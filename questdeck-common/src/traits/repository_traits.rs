use async_trait::async_trait;
use chrono::{DateTime, Utc};
use uuid::Uuid;
use crate::error::Error;
use crate::models::card::{Card, CardTemplate, PoolKind};
use crate::models::user::{User, UserPrize};

#[async_trait]
pub trait CardRepository: Send + Sync {
    async fn create_template(&self, tpl: &CardTemplate) -> Result<(), Error>;
    async fn get_template_by_id(&self, template_id: Uuid) -> Result<Option<CardTemplate>, Error>;
    async fn list_templates(&self) -> Result<Vec<CardTemplate>, Error>;
    async fn list_templates_by_pool(&self, pool: PoolKind) -> Result<Vec<CardTemplate>, Error>;
    async fn delete_templates(&self, template_ids: &[Uuid]) -> Result<(), Error>;

    async fn create_card(&self, card: &Card) -> Result<(), Error>;
    async fn get_card_by_id(&self, card_id: Uuid) -> Result<Option<Card>, Error>;

    /// Lists a user's cards, optionally narrowed to one pool. Results are
    /// ordered by chain name then chain order, so const-pool cards come
    /// back grouped into their chains.
    async fn list_cards_for_owner(&self, owner: &str, pool: Option<PoolKind>) -> Result<Vec<Card>, Error>;

    /// Persists a card's dynamic state (`done`, `progress`, `history`) and
    /// bumps its version. Fails with [`Error::StaleCard`] when the stored
    /// version no longer matches `card.version`.
    async fn update_card(&self, card: &Card) -> Result<(), Error>;

    async fn mark_card_viewed(&self, card_id: Uuid) -> Result<(), Error>;
    async fn delete_card(&self, card_id: Uuid) -> Result<(), Error>;

    /// Removes a user's never-completed cards in `pool`, returning how
    /// many were dropped. Completed cards are left untouched.
    async fn delete_pending_cards(&self, owner: &str, pool: PoolKind) -> Result<u64, Error>;
}

#[async_trait]
pub trait UserRepository: Send + Sync {
    async fn create(&self, user: &User) -> Result<(), Error>;
    async fn get_by_username(&self, username: &str) -> Result<Option<User>, Error>;
    async fn list_all(&self) -> Result<Vec<User>, Error>;

    /// Adjusts a user's point balance in a single statement.
    async fn add_points(&self, username: &str, delta: i64) -> Result<(), Error>;

    /// Writes only the rollover marker, never the rest of the row.
    async fn set_last_daily_update(&self, username: &str, at: DateTime<Utc>) -> Result<(), Error>;
}

#[async_trait]
pub trait PrizeRepository: Send + Sync {
    async fn record_grant(&self, prize: &UserPrize) -> Result<(), Error>;
    async fn list_for_owner(&self, owner: &str) -> Result<Vec<UserPrize>, Error>;
}
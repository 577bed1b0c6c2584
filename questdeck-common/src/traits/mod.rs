// File: questdeck-common/src/traits/mod.rs
pub mod repository_traits;
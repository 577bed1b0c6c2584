// File: questdeck-core/src/services/mod.rs

pub mod card_service;
pub mod user_service;

pub use card_service::{CardCompletion, CardService, TemplateDraft};
pub use user_service::UserService;
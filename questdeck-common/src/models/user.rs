use chrono::{DateTime, Utc};
use serde::{Deserialize, Serialize};
use uuid::Uuid;

#[derive(Debug, Serialize, Deserialize, Clone, sqlx::FromRow)]
pub struct User {
    pub user_id: Uuid,
    pub username: String,
    pub nickname: String,
    pub avatar_url: String,
    pub points: i64,
    pub created_at: DateTime<Utc>,
    /// Local-midnight stamp of the last daily rollover this user received.
    pub last_daily_update: DateTime<Utc>,
}

/// One ledger entry in a user's prize history. Append-only; repeat wins
/// of the same prize are collapsed at display time, not here.
#[derive(Debug, Serialize, Deserialize, Clone, sqlx::FromRow)]
pub struct UserPrize {
    pub prize_id: Uuid,
    pub owner_username: String,
    pub prize_url: String,
    pub available: bool,
    pub granted_at: DateTime<Utc>,
}

impl UserPrize {
    pub fn new(owner: &str, prize_url: &str) -> Self {
        Self {
            prize_id: Uuid::new_v4(),
            owner_username: owner.to_string(),
            prize_url: prize_url.to_string(),
            available: true,
            granted_at: Utc::now(),
        }
    }
}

• • • •

[Work to be completed]:
All that is wanted is a faithful reproduction of the line above with "-> Result<u64, Error>;", the line with "this user received.", and every line in between.

[Response]:
    async fn delete_pending_cards(&self, owner: &str, pool: PoolKind) -> Result<u64, Error>;
}

#[async_trait]
pub trait UserRepository: Send + Sync {
    async fn create(&self, user: &User) -> Result<(), Error>;
    async fn get_by_username(&self, username: &str) -> Result<Option<User>, Error>;
    async fn list_all(&self) -> Result<Vec<User>, Error>;

    /// Adjusts a user's point balance in a single statement.
    async fn add_points(&self, username: &str, delta: i64) -> Result<(), Error>;

    /// Writes only the rollover marker, never the rest of the row.
    async fn set_last_daily_update(&self, username: &str, at: DateTime<Utc>) -> Result<(), Error>;
}

#[async_trait]
pub trait PrizeRepository: Send + Sync {
    async fn record_grant(&self, prize: &UserPrize) -> Result<(), Error>;
    async fn list_for_owner(&self, owner: &str) -> Result<Vec<UserPrize>, Error>;
}
repository 577bed1b0c6c2584
filename questdeck-common/src/traits/mod.rs
// File: questdeck-common/src/traits/mod.rs
pub mod repository_traits;
repository 577bed1b0c6c2584
// File: questdeck-core/src/services/mod.rs

pub mod card_service;
pub mod user_service;

pub use card_service::{CardCompletion, CardService, TemplateDraft};
pub use user_service::UserService;
filename questdeck-common/src/models/user.rs
use chrono::{DateTime, Utc};
use serde::{Deserialize, Serialize};
use uuid::Uuid;

#[derive(Debug, Serialize, Deserialize, Clone, sqlx::FromRow)]
pub struct User {
    pub user_id: Uuid,
    pub username: String,
    pub nickname: String,
    pub avatar_url: String,
    pub points: i64,
    pub created_at: DateTime<Utc>,
    /// Local-midnight stamp of the last daily rollover this user received.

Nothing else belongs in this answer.